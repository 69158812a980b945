use std::collections::HashMap;
use std::sync::{Arc, Mutex};
use base64::Engine;
use base64::prelude::BASE64_STANDARD;
use chunkpost::{
    ChunkProgress, ChunkRecord, ChunkedConfig, ChunkedUploader, Config, HttpTransport,
    MemorySource, ProgressCallback, UploadError,
};
use serde_json::json;
use wiremock::matchers::{header, method, path};
use wiremock::{Mock, MockServer, Request, Respond, ResponseTemplate};

/// 模拟接收端 - 最后一个分片返回完成
struct ChunkReceiver {
    fail_at: Option<(usize, u16)>,
    complete: bool,
}

impl ChunkReceiver {
    fn completing() -> Self {
        Self { fail_at: None, complete: true }
    }

    fn never_completing() -> Self {
        Self { fail_at: None, complete: false }
    }

    fn failing_at(index: usize, status: u16) -> Self {
        Self { fail_at: Some((index, status)), complete: true }
    }
}

impl Respond for ChunkReceiver {
    fn respond(&self, request: &Request) -> ResponseTemplate {
        let chunk: ChunkRecord = match request.body_json() {
            Ok(chunk) => chunk,
            Err(_) => return ResponseTemplate::new(400),
        };

        if let Some((index, status)) = self.fail_at {
            if chunk.chunk_index == index {
                return ResponseTemplate::new(status).set_body_string("disk full");
            }
        }

        if self.complete && chunk.current_chunk == chunk.total_chunks {
            ResponseTemplate::new(200).set_body_json(json!({
                "id": "obj-1",
                "filename": "benchy.stl",
                "size": 12 * 1024,
                "filetype": chunk.filetype,
                "url": "https://cdn.example.com/media/benchy.stl",
                "complete": true,
            }))
        } else {
            ResponseTemplate::new(200).set_body_json(json!({
                "received": chunk.current_chunk,
                "total": chunk.total_chunks,
                "complete": false,
            }))
        }
    }
}

fn model(len: usize) -> (Vec<u8>, MemorySource) {
    let data: Vec<u8> = (0..len).map(|i| (i * 31 % 256) as u8).collect();
    (data.clone(), MemorySource::new("benchy.stl", data))
}

async fn sent_chunks(server: &MockServer) -> Vec<ChunkRecord> {
    server
        .received_requests()
        .await
        .unwrap()
        .iter()
        .map(|request| request.body_json::<ChunkRecord>().unwrap())
        .collect()
}

#[tokio::test]
async fn test_upload_against_receiver() {
    let server = MockServer::start().await;
    Mock::given(method("POST"))
        .and(path("/upload"))
        .and(header("content-type", "application/json"))
        .respond_with(ChunkReceiver::completing())
        .expect(3)
        .mount(&server)
        .await;

    let uploader = ChunkedUploader::new(&server.uri(), ChunkedConfig { chunk_size: 5 * 1024 }).unwrap();
    let (data, source) = model(12 * 1024);

    let seen = Arc::new(Mutex::new(Vec::<ChunkProgress>::new()));
    let sink = seen.clone();
    let callback: ProgressCallback = Arc::new(move |p| sink.lock().unwrap().push(p));

    let upload = uploader.upload(&source, Some(&callback)).await.unwrap().unwrap();
    assert_eq!(upload.url, "https://cdn.example.com/media/benchy.stl");
    assert_eq!(upload.filetype, "stl");

    let chunks = sent_chunks(&server).await;
    let indices: Vec<usize> = chunks.iter().map(|c| c.chunk_index).collect();
    assert_eq!(indices, vec![0, 1, 2]);
    assert!(chunks.iter().all(|c| c.id == chunks[0].id && c.total_chunks == 3));

    let reassembled: Vec<u8> = chunks
        .iter()
        .flat_map(|c| BASE64_STANDARD.decode(&c.data).unwrap())
        .collect();
    assert_eq!(reassembled, data);

    let percentages: Vec<f64> = seen.lock().unwrap().iter().map(|p| p.percentage).collect();
    assert_eq!(percentages.len(), 3);
    assert_eq!(percentages[2], 100.0);
}

#[tokio::test]
async fn test_server_error_aborts_upload() {
    let server = MockServer::start().await;
    Mock::given(method("POST"))
        .and(path("/upload"))
        .respond_with(ChunkReceiver::failing_at(1, 500))
        .mount(&server)
        .await;

    let uploader = ChunkedUploader::new(&server.uri(), ChunkedConfig { chunk_size: 4 }).unwrap();
    let (_, source) = model(12);

    let err = uploader.upload(&source, None).await.unwrap_err();
    match err {
        UploadError::ServerError { status_code, message } => {
            assert_eq!(status_code, 500);
            assert_eq!(message, "disk full");
        }
        other => panic!("Expected ServerError, got {:?}", other),
    }

    assert_eq!(sent_chunks(&server).await.len(), 2);
}

#[tokio::test]
async fn test_empty_error_body_uses_reason() {
    let server = MockServer::start().await;
    Mock::given(method("POST"))
        .respond_with(ResponseTemplate::new(413))
        .mount(&server)
        .await;

    let uploader = ChunkedUploader::new(&server.uri(), ChunkedConfig::default()).unwrap();
    let (_, source) = model(10);

    let err = uploader.upload(&source, None).await.unwrap_err();
    assert!(matches!(
        err,
        UploadError::ServerError { status_code: 413, ref message } if message == "Payload Too Large"
    ));
}

#[tokio::test]
async fn test_receiver_never_completes() {
    let server = MockServer::start().await;
    Mock::given(method("POST"))
        .and(path("/upload"))
        .respond_with(ChunkReceiver::never_completing())
        .expect(6)
        .mount(&server)
        .await;

    let uploader = ChunkedUploader::new(&server.uri(), ChunkedConfig { chunk_size: 4 }).unwrap();
    let (_, source) = model(12);

    assert!(uploader.upload(&source, None).await.unwrap().is_none());

    let err = uploader.upload_strict(&source, None).await.unwrap_err();
    assert!(matches!(err, UploadError::Incomplete { total_chunks: 3, .. }));
}

#[tokio::test]
async fn test_bare_incomplete_answers_keep_uploading() {
    let server = MockServer::start().await;
    Mock::given(method("POST"))
        .and(path("/upload"))
        .respond_with(ResponseTemplate::new(200).set_body_json(json!({ "complete": false })))
        .expect(3)
        .mount(&server)
        .await;

    let uploader = ChunkedUploader::new(&server.uri(), ChunkedConfig { chunk_size: 4 }).unwrap();
    let (_, source) = model(12);

    assert!(uploader.upload(&source, None).await.unwrap().is_none());

    let indices: Vec<usize> = sent_chunks(&server).await.iter().map(|c| c.chunk_index).collect();
    assert_eq!(indices, vec![0, 1, 2]);
}

#[tokio::test]
async fn test_undecodable_response() {
    let server = MockServer::start().await;
    Mock::given(method("POST"))
        .respond_with(ResponseTemplate::new(200).set_body_string("<html>ok</html>"))
        .mount(&server)
        .await;

    let uploader = ChunkedUploader::new(&server.uri(), ChunkedConfig::default()).unwrap();
    let (_, source) = model(10);

    let err = uploader.upload(&source, None).await.unwrap_err();
    assert!(matches!(err, UploadError::InvalidResponse(_)));
}

#[tokio::test]
async fn test_config_headers_and_path_prefix() {
    let server = MockServer::start().await;
    Mock::given(method("POST"))
        .and(path("/api/upload"))
        .and(header("authorization", "Bearer print-token"))
        .respond_with(ChunkReceiver::completing())
        .expect(1)
        .mount(&server)
        .await;

    let mut headers = HashMap::new();
    headers.insert("Authorization".to_string(), "Bearer print-token".to_string());
    let config = Config {
        server_url: format!("{}/api/", server.uri()),
        chunk_size: 1024,
        headers,
        timeout_secs: Some(10),
    };

    let transport = HttpTransport::from_config(&config).unwrap();
    assert!(transport.endpoint().as_str().ends_with("/api/upload"));

    let uploader = ChunkedUploader::from_config(&config).unwrap();
    let (_, source) = model(100);
    let upload = uploader.upload(&source, None).await.unwrap();
    assert!(upload.is_some());
}

#[tokio::test]
async fn test_upload_file_from_disk() {
    let server = MockServer::start().await;
    Mock::given(method("POST"))
        .and(path("/upload"))
        .respond_with(ChunkReceiver::completing())
        .expect(2)
        .mount(&server)
        .await;

    let dir = tempfile::tempdir().unwrap();
    let file_path = dir.path().join("benchy.stl");
    tokio::fs::write(&file_path, vec![1u8; 2048]).await.unwrap();

    let uploader = ChunkedUploader::new(&server.uri(), ChunkedConfig { chunk_size: 1024 }).unwrap();
    let upload = uploader.upload_file_strict(&file_path, None).await.unwrap();

    assert_eq!(upload.filename, "benchy.stl");
    let chunks = sent_chunks(&server).await;
    assert!(chunks.iter().all(|c| BASE64_STANDARD.decode(&c.data).unwrap().len() == 1024));
}

#[tokio::test]
async fn test_one_shot_upload_file() {
    let server = MockServer::start().await;
    Mock::given(method("POST"))
        .and(path("/upload"))
        .respond_with(ChunkReceiver::completing())
        .expect(3)
        .mount(&server)
        .await;

    let dir = tempfile::tempdir().unwrap();
    let file_path = dir.path().join("bracket.3mf");
    tokio::fs::write(&file_path, vec![9u8; 25]).await.unwrap();

    let upload = chunkpost::upload_file(&file_path, None, &format!("{}/", server.uri()), 10)
        .await
        .unwrap()
        .unwrap();

    assert_eq!(upload.filetype, "3mf");
}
^^^^
# WORK ORDER:
Whenever the word "sink" shows up in a line of the entries, copy that line.

# RESULT OF THIS TASK:
    let sink = seen.clone();
    let callback: ProgressCallback = Arc::new(move |p| sink.lock().unwrap().push(p));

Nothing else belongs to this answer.